**TASK INSTRUCTIONS**:
In the lines below, count those containing the word "collect" and give the number alone.

**INPUT RECORDS**:

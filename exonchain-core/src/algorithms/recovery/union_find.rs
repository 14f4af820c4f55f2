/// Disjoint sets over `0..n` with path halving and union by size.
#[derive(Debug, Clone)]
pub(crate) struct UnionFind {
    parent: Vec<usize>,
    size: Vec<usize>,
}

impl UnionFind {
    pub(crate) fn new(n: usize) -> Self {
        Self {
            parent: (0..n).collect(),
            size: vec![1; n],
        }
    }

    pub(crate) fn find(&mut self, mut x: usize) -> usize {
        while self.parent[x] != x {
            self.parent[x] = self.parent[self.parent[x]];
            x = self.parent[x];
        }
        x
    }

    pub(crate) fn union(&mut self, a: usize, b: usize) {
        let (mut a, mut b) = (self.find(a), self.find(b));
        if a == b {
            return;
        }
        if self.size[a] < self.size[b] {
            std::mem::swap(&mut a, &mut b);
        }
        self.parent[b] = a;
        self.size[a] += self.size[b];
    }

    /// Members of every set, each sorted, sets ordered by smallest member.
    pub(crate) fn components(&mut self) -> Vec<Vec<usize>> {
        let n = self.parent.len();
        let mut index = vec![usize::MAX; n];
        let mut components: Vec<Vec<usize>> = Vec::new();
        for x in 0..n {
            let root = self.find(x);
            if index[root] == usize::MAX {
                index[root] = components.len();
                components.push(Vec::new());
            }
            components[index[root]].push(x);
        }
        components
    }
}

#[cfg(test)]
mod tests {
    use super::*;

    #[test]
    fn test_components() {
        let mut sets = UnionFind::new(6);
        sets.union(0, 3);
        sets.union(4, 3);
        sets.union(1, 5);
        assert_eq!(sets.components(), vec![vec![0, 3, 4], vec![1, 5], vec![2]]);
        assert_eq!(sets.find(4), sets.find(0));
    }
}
* * *
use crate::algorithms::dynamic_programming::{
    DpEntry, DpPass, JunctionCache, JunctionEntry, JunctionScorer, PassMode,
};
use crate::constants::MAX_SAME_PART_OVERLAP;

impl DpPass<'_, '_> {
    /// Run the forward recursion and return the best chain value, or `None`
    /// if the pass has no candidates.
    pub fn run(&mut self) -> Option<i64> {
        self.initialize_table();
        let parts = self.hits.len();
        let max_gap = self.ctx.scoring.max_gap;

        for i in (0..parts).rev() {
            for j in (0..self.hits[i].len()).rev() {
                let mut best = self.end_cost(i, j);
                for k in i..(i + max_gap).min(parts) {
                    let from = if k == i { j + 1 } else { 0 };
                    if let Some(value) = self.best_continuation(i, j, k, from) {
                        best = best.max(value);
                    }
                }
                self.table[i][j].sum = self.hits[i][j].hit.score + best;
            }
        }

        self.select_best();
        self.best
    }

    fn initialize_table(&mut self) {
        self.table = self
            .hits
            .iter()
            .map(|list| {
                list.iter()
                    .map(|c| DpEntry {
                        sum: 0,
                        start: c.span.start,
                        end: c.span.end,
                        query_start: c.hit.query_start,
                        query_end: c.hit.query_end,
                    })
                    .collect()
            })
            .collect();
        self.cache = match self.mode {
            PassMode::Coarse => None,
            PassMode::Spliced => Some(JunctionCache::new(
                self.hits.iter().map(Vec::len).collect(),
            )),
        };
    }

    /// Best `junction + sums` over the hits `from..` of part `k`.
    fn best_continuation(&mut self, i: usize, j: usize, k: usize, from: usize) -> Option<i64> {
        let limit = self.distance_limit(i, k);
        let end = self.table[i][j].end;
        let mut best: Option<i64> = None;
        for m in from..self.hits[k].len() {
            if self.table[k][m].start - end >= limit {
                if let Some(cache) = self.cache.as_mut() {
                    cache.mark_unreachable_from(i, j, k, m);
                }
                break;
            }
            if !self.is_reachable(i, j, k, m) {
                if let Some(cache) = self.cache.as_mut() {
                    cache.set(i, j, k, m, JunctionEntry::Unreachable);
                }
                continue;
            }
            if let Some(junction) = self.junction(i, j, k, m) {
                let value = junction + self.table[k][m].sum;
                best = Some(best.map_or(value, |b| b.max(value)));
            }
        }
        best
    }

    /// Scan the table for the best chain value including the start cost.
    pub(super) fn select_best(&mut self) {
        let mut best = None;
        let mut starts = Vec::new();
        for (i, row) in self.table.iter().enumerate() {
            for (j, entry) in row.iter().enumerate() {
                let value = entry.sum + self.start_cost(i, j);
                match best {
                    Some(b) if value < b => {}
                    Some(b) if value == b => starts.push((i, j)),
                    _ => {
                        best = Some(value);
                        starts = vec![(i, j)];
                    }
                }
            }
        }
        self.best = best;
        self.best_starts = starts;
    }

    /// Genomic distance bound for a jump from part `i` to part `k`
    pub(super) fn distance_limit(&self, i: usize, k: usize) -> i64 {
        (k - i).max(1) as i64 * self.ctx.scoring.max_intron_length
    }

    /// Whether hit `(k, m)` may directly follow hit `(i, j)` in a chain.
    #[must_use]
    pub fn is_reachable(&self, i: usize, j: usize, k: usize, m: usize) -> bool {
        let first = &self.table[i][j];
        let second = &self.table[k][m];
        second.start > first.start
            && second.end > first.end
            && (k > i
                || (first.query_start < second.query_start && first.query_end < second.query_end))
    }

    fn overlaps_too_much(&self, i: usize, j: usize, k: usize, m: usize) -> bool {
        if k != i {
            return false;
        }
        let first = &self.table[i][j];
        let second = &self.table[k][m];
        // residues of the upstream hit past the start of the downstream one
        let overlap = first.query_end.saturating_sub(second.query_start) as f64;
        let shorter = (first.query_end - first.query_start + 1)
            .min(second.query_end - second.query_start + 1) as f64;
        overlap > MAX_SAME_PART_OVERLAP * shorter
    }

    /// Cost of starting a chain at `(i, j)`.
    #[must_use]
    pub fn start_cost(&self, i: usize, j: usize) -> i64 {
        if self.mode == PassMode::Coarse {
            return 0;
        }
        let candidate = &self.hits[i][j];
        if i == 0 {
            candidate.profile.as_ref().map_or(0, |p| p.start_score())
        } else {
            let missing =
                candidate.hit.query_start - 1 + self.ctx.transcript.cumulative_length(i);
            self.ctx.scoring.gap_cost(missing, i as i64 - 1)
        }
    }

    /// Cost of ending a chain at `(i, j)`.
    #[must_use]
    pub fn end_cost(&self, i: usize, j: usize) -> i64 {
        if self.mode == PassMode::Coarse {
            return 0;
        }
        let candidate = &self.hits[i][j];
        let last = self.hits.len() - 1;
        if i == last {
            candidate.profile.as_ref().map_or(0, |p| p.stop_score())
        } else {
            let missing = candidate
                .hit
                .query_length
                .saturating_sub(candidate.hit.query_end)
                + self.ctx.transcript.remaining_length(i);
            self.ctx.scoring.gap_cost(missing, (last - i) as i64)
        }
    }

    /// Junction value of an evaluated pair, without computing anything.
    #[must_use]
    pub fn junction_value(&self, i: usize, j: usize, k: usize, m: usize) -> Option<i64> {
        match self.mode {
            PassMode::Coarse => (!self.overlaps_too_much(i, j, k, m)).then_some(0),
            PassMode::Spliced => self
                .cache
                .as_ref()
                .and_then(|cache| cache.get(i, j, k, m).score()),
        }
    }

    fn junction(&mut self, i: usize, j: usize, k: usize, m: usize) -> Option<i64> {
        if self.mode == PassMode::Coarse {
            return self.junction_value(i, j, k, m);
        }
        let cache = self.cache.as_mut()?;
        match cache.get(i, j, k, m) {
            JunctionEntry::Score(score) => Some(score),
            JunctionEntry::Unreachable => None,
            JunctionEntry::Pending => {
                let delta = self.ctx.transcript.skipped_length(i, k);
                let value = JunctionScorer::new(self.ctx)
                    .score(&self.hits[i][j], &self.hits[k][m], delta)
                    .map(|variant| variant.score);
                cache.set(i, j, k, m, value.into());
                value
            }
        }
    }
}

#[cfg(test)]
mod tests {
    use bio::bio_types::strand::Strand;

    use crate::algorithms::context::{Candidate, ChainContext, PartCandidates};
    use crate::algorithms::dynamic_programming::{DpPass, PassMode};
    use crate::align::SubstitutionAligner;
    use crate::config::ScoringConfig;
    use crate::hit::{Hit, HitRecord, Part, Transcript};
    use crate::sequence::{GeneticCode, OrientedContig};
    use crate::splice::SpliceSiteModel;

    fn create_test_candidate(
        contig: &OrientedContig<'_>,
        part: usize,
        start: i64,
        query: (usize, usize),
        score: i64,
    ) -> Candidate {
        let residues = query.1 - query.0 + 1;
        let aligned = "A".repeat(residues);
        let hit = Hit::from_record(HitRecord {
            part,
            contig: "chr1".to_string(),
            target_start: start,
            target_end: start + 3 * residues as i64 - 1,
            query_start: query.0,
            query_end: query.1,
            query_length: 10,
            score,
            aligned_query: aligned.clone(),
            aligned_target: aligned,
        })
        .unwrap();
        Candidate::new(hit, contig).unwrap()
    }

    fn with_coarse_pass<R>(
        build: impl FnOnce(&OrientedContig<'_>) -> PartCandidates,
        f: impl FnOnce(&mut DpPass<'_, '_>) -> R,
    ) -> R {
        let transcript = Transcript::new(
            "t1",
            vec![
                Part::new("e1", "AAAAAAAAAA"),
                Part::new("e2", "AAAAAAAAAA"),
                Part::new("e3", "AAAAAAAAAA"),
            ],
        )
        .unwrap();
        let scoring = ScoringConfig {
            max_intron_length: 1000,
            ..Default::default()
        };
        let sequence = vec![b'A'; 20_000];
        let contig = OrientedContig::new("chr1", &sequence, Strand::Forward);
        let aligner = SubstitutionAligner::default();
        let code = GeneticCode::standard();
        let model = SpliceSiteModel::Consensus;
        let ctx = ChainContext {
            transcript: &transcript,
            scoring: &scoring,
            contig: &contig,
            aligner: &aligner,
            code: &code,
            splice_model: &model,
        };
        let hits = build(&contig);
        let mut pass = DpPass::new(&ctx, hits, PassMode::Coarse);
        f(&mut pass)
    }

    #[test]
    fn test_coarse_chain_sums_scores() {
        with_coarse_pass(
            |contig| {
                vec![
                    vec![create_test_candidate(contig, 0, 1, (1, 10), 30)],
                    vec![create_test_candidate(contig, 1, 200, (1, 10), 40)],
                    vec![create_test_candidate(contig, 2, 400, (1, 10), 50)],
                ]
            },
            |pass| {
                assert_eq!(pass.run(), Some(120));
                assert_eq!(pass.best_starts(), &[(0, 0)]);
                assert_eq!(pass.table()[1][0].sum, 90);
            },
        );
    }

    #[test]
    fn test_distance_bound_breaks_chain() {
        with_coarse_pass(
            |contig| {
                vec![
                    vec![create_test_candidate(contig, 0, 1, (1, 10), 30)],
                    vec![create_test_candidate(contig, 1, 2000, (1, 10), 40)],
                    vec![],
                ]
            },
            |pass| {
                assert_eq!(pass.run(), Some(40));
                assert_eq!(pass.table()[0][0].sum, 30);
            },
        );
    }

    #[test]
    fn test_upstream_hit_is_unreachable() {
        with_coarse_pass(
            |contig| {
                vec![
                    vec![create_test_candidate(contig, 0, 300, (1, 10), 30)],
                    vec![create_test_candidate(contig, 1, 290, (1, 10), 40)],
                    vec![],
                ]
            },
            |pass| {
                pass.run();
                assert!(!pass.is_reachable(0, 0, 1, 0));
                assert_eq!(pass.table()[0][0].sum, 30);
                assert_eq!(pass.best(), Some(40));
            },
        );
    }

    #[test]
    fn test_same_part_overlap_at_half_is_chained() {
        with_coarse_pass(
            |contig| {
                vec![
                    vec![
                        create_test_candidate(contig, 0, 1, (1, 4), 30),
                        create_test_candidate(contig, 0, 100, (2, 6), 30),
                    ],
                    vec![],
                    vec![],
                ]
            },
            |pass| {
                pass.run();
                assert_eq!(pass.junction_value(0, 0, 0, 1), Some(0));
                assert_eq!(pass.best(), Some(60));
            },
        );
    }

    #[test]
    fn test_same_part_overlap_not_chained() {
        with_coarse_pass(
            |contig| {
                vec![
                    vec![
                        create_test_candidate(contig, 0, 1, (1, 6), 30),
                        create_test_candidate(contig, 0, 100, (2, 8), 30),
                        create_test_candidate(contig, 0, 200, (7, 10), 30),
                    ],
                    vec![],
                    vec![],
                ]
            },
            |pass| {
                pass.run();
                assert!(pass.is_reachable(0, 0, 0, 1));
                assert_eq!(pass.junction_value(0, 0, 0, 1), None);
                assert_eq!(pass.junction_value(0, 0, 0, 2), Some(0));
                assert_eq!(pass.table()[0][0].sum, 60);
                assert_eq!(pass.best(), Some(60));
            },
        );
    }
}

**EXPECTED OUTPUT**:
4